>>>>>
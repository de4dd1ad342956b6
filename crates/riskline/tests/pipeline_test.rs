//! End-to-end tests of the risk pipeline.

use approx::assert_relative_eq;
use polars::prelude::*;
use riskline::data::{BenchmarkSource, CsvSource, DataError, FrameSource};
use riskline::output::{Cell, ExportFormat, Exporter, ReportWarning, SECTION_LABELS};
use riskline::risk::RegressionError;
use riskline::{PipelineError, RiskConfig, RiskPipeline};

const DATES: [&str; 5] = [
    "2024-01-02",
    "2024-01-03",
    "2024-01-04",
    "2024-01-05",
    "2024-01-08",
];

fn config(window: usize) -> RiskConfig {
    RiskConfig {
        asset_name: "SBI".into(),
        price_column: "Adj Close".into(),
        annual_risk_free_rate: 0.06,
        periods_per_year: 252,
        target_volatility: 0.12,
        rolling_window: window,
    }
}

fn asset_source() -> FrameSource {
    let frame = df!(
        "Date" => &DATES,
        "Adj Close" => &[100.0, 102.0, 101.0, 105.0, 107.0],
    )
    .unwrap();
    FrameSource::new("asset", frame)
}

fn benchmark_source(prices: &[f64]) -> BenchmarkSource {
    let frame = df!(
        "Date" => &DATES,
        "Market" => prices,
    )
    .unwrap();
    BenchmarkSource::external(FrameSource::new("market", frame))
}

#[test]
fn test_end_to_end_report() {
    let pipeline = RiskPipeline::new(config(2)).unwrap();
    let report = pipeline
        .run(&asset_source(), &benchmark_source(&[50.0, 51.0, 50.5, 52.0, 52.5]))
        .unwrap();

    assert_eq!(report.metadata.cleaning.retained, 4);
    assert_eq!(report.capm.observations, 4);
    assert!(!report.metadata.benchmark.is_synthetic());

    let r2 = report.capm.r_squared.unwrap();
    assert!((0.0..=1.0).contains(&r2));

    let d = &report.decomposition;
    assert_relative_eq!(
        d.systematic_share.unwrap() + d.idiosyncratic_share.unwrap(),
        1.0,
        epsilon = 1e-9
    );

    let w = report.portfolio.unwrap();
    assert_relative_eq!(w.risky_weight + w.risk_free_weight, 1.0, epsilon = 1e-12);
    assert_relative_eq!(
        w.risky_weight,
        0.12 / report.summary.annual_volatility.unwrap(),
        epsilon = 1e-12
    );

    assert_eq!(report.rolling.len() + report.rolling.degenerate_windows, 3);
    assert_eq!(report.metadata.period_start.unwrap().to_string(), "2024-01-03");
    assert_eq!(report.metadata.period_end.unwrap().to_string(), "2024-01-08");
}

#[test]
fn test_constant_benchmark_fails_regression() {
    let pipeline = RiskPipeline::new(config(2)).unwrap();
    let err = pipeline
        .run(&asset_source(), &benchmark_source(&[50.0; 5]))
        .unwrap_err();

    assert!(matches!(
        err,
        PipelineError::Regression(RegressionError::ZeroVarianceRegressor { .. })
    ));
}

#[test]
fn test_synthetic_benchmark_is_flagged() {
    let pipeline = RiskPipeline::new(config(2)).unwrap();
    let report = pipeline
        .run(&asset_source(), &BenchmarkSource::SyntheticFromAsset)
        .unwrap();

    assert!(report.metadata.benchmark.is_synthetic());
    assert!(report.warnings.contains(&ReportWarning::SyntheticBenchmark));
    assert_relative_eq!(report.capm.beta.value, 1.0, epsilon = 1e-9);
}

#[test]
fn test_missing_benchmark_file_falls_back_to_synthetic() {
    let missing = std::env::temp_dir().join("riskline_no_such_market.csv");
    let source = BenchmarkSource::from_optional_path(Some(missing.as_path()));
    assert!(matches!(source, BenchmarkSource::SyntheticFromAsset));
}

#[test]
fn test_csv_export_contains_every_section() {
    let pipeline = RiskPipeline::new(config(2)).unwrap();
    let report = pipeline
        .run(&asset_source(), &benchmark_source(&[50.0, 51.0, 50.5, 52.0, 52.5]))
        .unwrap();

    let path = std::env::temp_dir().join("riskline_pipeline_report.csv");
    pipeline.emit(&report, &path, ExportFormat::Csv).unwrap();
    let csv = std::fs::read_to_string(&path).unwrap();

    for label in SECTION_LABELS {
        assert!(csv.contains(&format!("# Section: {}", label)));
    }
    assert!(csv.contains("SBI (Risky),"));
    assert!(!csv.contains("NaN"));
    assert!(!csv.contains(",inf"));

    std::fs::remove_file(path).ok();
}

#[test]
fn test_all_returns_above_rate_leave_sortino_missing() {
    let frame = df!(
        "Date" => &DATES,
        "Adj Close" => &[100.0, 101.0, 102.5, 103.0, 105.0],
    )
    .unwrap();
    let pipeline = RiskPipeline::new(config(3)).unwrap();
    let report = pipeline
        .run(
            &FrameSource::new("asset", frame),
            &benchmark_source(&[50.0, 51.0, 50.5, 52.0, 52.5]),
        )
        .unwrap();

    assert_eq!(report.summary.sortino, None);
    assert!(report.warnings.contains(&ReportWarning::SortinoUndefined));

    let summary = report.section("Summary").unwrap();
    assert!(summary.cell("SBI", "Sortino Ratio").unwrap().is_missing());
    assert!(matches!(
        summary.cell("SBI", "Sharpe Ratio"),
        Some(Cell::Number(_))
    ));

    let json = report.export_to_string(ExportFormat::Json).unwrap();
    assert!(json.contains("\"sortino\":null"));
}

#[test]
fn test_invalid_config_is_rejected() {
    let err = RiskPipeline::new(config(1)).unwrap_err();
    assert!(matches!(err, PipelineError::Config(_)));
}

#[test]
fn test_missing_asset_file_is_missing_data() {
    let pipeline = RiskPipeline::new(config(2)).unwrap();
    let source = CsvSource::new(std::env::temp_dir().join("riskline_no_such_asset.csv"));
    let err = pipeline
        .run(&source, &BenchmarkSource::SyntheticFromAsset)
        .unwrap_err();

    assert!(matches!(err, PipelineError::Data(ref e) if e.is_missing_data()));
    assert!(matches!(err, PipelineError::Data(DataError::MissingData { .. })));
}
<<<<<
With "BenchmarkSource" as the search string, filter the records and return each line that has it.

• [REPLY TO THE EXERCISE]:
use riskline::data::{BenchmarkSource, CsvSource, DataError, FrameSource};
fn benchmark_source(prices: &[f64]) -> BenchmarkSource {
    BenchmarkSource::external(FrameSource::new("market", frame))
        .run(&asset_source(), &BenchmarkSource::SyntheticFromAsset)
    let source = BenchmarkSource::from_optional_path(Some(missing.as_path()));
    assert!(matches!(source, BenchmarkSource::SyntheticFromAsset));
        .run(&source, &BenchmarkSource::SyntheticFromAsset)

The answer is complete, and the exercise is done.